• **WHAT TO DO**: Work out the number of lines below containing the word "label" and give nothing besides it.

• **Collected data**:
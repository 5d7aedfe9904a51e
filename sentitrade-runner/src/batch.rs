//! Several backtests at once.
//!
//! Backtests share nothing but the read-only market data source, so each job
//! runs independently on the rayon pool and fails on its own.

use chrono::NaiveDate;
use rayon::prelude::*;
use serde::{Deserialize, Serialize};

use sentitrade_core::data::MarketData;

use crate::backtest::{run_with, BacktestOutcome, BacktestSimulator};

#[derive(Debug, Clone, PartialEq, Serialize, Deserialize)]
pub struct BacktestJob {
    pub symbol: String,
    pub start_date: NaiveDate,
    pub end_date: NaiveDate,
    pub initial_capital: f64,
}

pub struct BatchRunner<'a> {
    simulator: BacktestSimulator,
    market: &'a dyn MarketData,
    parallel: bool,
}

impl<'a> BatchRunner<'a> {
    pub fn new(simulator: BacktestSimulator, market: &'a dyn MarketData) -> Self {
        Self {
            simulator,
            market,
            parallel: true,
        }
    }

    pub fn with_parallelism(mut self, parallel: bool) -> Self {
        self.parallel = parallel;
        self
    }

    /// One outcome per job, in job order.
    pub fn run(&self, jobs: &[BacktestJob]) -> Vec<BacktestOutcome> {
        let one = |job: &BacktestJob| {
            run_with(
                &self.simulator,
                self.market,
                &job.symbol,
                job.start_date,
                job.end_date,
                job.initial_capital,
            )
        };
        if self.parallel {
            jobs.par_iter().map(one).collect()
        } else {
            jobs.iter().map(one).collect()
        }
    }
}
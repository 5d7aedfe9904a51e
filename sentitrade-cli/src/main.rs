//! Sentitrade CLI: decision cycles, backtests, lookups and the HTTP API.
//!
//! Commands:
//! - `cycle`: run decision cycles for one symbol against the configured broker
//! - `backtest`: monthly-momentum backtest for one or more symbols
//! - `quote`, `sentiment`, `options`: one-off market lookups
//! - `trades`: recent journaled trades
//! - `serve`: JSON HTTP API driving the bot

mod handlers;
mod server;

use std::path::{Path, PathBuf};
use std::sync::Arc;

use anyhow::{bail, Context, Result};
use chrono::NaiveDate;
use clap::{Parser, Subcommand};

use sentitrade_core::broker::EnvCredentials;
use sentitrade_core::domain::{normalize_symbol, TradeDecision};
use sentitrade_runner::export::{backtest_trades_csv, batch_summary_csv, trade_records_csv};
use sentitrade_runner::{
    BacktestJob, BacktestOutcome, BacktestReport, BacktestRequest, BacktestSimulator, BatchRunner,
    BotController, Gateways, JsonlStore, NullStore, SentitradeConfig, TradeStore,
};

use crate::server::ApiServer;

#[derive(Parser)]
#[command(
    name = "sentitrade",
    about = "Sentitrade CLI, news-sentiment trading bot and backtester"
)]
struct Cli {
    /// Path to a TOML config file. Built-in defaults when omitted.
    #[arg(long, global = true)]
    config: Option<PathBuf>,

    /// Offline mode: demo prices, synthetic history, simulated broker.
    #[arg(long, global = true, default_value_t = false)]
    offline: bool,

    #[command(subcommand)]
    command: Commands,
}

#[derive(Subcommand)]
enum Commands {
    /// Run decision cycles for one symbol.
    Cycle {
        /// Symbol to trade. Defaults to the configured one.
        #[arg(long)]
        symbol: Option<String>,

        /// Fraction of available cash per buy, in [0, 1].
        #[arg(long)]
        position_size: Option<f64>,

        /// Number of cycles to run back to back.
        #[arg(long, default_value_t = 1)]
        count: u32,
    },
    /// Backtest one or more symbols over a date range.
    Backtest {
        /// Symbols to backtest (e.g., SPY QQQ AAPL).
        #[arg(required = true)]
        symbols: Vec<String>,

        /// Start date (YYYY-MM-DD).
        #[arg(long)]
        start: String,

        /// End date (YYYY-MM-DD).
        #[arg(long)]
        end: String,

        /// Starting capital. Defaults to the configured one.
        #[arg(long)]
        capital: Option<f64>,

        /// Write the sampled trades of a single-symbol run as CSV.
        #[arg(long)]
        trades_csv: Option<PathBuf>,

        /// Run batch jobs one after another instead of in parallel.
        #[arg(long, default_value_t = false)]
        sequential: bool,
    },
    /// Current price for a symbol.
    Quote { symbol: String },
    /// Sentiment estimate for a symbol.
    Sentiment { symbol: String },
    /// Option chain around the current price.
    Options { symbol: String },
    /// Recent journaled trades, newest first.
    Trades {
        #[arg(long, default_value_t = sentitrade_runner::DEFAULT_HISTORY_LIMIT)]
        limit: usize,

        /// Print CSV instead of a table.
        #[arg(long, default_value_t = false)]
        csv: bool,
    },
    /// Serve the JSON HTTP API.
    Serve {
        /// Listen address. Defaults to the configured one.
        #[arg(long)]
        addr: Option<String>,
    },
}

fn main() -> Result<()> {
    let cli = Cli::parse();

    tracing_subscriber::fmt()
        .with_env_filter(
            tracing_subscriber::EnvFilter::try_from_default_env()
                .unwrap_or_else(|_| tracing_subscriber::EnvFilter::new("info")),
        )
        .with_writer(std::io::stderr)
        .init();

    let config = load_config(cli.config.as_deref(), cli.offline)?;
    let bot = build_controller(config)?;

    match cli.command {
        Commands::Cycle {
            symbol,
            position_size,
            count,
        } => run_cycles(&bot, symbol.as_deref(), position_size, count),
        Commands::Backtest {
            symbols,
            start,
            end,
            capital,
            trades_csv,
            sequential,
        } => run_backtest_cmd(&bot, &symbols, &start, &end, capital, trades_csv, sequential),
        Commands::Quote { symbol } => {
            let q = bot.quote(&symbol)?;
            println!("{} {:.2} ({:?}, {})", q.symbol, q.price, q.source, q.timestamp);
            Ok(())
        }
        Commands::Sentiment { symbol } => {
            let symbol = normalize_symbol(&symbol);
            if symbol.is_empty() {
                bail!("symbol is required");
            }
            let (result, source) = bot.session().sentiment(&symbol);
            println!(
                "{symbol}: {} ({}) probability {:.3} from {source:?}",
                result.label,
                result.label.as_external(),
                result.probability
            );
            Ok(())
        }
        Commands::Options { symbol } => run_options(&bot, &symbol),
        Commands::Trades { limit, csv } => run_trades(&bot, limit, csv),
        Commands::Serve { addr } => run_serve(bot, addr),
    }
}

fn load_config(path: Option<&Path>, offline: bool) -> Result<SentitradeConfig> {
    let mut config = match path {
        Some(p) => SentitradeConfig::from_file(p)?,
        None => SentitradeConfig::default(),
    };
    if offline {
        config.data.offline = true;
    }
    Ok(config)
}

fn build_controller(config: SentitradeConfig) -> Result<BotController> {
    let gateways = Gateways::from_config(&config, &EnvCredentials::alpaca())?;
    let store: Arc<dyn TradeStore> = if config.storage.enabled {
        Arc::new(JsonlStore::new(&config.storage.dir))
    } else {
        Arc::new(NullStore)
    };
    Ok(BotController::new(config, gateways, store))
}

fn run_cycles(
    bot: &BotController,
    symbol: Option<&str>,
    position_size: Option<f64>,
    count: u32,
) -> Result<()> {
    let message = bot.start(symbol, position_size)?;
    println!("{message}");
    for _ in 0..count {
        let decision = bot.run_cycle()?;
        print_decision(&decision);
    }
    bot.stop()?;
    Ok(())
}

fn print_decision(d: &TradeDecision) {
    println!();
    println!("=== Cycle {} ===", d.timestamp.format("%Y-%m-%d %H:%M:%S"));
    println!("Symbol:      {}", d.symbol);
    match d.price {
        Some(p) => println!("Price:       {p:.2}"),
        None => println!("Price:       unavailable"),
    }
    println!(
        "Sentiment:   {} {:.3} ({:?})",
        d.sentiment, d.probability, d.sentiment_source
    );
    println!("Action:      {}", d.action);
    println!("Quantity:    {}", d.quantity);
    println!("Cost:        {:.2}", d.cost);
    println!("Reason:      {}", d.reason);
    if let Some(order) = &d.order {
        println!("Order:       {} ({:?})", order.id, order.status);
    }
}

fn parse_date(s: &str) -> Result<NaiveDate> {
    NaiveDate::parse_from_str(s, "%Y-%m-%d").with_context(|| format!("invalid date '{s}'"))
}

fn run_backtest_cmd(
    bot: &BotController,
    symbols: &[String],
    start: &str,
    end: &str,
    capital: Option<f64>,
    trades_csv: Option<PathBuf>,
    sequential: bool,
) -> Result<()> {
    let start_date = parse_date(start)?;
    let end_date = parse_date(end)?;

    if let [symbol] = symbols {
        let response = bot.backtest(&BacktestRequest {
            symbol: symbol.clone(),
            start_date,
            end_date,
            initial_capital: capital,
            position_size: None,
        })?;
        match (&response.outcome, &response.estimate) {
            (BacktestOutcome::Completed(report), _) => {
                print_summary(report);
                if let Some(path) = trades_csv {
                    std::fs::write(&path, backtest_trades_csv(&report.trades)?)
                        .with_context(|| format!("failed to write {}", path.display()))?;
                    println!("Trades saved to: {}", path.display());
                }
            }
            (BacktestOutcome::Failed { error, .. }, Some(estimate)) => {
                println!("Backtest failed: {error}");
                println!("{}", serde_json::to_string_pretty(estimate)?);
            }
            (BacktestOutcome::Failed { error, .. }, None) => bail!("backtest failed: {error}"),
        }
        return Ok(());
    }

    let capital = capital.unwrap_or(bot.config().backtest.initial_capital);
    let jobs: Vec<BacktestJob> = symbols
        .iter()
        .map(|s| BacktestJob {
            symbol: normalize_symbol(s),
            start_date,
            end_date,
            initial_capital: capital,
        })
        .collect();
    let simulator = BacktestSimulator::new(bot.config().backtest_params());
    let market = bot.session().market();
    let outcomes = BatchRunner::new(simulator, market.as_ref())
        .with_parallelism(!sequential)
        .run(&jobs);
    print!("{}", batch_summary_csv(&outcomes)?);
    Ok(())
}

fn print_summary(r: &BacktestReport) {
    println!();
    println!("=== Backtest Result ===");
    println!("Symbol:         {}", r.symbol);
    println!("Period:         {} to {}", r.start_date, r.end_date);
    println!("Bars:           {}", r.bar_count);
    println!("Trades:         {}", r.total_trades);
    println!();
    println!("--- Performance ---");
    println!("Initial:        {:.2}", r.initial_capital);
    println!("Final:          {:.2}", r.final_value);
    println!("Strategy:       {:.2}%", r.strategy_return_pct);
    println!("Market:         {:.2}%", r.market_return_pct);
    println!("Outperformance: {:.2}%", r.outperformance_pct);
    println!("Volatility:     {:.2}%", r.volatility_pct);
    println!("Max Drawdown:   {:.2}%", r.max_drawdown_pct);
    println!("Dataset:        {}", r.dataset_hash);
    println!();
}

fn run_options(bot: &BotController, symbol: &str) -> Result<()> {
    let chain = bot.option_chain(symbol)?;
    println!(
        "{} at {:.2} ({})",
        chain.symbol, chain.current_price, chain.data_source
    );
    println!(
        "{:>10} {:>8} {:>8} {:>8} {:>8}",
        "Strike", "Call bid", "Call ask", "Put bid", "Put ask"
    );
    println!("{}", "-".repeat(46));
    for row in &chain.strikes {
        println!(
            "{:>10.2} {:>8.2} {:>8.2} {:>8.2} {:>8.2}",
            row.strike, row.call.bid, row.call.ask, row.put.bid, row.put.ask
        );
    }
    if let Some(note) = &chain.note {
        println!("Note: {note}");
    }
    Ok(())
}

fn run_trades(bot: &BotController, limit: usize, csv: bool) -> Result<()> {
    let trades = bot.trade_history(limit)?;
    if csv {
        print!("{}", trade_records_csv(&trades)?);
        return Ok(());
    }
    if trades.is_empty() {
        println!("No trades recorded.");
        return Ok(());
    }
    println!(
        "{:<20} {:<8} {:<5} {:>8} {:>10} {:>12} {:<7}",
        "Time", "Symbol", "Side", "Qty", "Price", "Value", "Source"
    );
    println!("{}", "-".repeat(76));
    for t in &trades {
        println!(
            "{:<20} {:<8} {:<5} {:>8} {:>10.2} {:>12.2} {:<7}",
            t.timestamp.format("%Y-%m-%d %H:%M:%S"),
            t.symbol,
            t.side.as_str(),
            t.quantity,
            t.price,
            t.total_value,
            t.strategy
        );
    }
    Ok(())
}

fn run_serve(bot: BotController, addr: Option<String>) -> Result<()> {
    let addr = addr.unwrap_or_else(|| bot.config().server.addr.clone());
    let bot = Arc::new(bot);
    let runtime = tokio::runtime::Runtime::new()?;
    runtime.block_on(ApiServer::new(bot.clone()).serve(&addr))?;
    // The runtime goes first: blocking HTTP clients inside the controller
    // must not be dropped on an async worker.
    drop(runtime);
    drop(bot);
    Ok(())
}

==

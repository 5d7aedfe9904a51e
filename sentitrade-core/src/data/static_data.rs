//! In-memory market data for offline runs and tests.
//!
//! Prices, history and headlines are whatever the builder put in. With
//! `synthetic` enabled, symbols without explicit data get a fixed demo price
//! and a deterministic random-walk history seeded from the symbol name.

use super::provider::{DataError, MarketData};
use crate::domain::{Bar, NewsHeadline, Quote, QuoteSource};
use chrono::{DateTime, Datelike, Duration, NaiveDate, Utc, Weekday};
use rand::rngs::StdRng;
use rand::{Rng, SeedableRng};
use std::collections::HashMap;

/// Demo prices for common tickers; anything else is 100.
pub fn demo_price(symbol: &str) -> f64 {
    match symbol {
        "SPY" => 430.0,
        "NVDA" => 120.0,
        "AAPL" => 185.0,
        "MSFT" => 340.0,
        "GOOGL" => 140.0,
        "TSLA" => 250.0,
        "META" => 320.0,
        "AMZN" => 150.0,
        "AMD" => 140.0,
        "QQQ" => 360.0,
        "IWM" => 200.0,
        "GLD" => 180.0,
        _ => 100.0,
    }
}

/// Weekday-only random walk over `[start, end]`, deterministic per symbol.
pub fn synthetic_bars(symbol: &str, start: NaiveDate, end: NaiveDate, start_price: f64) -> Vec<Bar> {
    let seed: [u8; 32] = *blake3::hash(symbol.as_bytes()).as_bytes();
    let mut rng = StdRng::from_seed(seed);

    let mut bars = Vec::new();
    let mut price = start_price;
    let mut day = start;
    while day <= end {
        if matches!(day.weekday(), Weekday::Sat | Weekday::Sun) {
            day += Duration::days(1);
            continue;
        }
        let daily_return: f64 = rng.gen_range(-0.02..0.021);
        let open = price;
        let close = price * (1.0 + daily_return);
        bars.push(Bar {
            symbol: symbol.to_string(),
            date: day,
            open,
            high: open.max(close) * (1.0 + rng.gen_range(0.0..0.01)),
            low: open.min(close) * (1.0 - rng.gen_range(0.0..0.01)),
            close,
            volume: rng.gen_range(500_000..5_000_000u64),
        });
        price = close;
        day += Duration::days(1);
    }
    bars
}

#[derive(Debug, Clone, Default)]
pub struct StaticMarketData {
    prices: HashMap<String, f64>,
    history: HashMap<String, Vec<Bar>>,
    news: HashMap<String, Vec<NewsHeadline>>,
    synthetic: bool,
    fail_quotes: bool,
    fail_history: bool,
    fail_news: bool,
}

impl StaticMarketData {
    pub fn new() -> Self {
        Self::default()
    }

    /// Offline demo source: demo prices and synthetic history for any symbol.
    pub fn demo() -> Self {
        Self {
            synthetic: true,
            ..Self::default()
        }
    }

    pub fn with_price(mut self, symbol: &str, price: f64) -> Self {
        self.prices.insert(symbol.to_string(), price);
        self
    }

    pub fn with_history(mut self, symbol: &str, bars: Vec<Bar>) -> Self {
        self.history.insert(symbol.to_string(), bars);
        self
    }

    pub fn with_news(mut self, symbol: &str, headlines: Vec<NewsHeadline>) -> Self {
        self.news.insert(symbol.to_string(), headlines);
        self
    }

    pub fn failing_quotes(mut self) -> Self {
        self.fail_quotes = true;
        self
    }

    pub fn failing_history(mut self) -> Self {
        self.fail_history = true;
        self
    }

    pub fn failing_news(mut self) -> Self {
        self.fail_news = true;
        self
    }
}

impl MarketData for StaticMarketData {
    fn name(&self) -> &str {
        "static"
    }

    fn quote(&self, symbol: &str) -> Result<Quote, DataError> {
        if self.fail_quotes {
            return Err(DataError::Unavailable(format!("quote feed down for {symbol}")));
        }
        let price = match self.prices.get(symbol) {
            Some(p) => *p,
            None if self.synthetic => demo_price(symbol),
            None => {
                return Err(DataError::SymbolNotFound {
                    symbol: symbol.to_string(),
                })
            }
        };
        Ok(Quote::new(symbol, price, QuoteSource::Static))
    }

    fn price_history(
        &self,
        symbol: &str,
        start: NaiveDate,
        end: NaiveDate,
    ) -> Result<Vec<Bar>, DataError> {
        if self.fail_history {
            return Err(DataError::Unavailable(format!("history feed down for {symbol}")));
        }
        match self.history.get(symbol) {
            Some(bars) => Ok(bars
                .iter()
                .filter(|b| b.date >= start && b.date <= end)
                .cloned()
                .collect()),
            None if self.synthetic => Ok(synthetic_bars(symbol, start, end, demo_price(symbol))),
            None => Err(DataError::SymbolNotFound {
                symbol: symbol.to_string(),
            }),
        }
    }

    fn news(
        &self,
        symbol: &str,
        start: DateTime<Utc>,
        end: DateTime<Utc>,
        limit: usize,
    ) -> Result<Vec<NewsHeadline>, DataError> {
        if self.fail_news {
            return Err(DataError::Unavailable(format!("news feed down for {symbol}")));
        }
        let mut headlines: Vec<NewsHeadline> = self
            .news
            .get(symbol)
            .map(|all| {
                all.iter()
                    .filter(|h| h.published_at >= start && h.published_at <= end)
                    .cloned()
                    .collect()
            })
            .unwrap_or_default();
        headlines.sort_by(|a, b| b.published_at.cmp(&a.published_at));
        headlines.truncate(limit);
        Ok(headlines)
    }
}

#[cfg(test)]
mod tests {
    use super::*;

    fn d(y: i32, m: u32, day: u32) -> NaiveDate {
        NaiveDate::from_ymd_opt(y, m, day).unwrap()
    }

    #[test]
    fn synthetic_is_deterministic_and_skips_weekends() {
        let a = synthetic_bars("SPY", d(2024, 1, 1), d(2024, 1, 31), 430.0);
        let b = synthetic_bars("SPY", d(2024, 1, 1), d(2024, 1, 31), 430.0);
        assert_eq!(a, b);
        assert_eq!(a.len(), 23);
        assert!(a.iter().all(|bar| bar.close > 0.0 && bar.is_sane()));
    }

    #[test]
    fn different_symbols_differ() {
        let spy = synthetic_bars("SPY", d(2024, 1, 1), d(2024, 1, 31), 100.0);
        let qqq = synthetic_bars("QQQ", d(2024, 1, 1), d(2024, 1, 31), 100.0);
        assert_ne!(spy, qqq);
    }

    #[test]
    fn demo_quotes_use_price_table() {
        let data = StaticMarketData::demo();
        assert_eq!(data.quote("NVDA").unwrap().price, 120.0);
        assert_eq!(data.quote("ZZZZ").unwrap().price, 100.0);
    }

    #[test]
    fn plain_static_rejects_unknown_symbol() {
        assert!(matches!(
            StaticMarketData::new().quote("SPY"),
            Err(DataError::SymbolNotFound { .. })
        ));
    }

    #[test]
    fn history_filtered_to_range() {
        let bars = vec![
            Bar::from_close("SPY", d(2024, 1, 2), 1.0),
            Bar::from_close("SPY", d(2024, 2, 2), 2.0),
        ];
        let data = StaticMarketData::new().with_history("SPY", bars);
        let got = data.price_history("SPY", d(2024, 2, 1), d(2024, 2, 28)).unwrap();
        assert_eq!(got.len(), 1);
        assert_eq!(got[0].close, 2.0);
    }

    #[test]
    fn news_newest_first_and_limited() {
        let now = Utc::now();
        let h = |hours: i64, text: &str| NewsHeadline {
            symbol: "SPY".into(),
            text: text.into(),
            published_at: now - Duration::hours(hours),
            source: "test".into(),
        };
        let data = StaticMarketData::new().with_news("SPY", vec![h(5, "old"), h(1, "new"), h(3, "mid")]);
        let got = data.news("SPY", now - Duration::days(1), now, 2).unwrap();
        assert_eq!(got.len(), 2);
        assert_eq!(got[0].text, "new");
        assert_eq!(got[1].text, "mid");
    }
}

...

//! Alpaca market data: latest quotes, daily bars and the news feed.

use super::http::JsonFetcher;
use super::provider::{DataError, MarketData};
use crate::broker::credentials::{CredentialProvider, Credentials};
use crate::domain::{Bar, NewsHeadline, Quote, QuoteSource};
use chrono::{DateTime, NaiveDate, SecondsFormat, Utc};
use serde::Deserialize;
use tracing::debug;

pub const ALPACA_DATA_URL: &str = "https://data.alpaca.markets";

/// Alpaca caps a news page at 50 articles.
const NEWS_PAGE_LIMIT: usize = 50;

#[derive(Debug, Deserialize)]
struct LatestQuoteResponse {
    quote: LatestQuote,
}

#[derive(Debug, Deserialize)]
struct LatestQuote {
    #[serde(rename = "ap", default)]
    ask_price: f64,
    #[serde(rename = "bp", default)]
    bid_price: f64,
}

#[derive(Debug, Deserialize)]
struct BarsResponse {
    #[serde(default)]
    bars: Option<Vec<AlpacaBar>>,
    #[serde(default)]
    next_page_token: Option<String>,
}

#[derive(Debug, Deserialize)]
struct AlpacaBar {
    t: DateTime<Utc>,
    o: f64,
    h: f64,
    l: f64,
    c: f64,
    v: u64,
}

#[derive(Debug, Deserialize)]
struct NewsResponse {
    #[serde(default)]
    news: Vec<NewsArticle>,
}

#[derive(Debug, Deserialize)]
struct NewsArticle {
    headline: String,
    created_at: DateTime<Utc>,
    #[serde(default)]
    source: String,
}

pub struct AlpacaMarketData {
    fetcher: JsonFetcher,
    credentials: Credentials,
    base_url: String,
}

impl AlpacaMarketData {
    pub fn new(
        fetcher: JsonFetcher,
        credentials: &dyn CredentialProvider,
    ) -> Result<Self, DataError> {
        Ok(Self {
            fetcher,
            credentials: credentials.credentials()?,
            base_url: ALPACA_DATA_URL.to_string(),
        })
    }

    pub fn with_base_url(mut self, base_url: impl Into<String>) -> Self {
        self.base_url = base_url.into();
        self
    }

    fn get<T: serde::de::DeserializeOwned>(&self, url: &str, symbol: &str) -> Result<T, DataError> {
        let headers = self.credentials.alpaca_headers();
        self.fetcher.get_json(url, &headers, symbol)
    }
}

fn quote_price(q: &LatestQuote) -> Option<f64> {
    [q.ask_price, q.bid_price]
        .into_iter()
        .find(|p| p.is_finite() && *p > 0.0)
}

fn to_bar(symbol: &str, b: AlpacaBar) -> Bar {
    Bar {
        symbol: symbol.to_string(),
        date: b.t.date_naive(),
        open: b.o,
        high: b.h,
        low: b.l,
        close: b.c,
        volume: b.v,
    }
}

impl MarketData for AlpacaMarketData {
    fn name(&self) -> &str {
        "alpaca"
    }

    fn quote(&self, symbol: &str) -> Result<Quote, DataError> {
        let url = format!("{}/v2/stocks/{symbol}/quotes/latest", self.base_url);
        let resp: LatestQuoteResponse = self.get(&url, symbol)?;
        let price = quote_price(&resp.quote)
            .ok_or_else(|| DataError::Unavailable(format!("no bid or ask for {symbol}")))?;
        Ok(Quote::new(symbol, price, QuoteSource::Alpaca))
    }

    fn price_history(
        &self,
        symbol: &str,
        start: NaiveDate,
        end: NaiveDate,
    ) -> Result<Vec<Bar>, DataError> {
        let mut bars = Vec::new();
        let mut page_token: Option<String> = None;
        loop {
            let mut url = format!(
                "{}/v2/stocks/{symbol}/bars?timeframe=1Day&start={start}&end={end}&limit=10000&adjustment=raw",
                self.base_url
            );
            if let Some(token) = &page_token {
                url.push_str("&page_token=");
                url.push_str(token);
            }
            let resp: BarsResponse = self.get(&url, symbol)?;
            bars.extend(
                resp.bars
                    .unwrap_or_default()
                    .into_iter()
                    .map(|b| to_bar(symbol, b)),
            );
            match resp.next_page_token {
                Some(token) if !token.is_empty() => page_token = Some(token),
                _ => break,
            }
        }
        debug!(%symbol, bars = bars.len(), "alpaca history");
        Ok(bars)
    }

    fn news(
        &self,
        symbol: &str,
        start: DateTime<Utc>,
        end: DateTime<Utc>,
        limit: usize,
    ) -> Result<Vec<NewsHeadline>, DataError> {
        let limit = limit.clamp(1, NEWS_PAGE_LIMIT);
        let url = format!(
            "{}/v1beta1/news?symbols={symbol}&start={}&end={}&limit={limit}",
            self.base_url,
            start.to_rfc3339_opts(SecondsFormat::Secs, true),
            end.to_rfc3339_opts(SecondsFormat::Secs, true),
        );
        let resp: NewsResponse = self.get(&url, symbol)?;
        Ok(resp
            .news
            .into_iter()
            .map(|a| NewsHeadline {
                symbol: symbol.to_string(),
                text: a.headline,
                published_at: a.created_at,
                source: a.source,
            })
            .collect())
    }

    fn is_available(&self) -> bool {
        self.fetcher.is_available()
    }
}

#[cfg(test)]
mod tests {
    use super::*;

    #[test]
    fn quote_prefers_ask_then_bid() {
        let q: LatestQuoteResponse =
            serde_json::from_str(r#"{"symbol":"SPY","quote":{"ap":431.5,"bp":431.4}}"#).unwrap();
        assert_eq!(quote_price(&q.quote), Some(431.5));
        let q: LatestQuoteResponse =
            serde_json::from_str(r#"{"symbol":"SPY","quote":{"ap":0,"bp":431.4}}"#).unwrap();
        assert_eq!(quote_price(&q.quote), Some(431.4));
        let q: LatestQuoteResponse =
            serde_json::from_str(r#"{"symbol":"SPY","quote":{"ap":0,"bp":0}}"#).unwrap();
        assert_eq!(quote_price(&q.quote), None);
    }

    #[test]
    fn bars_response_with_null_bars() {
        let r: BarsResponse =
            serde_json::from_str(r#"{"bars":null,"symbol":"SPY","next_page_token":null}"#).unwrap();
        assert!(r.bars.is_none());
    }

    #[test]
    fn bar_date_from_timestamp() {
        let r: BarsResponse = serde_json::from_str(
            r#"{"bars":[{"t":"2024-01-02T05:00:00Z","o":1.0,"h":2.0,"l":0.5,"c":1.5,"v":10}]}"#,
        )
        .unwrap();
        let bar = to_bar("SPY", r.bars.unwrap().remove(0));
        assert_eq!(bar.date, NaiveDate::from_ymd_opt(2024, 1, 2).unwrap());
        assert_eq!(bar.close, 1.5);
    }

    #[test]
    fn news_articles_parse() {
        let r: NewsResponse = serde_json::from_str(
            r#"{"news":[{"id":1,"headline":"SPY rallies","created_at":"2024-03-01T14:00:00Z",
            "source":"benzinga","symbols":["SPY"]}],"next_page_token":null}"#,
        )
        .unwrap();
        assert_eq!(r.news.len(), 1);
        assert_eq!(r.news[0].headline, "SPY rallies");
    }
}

• **EXERCISE ANSWER**: 2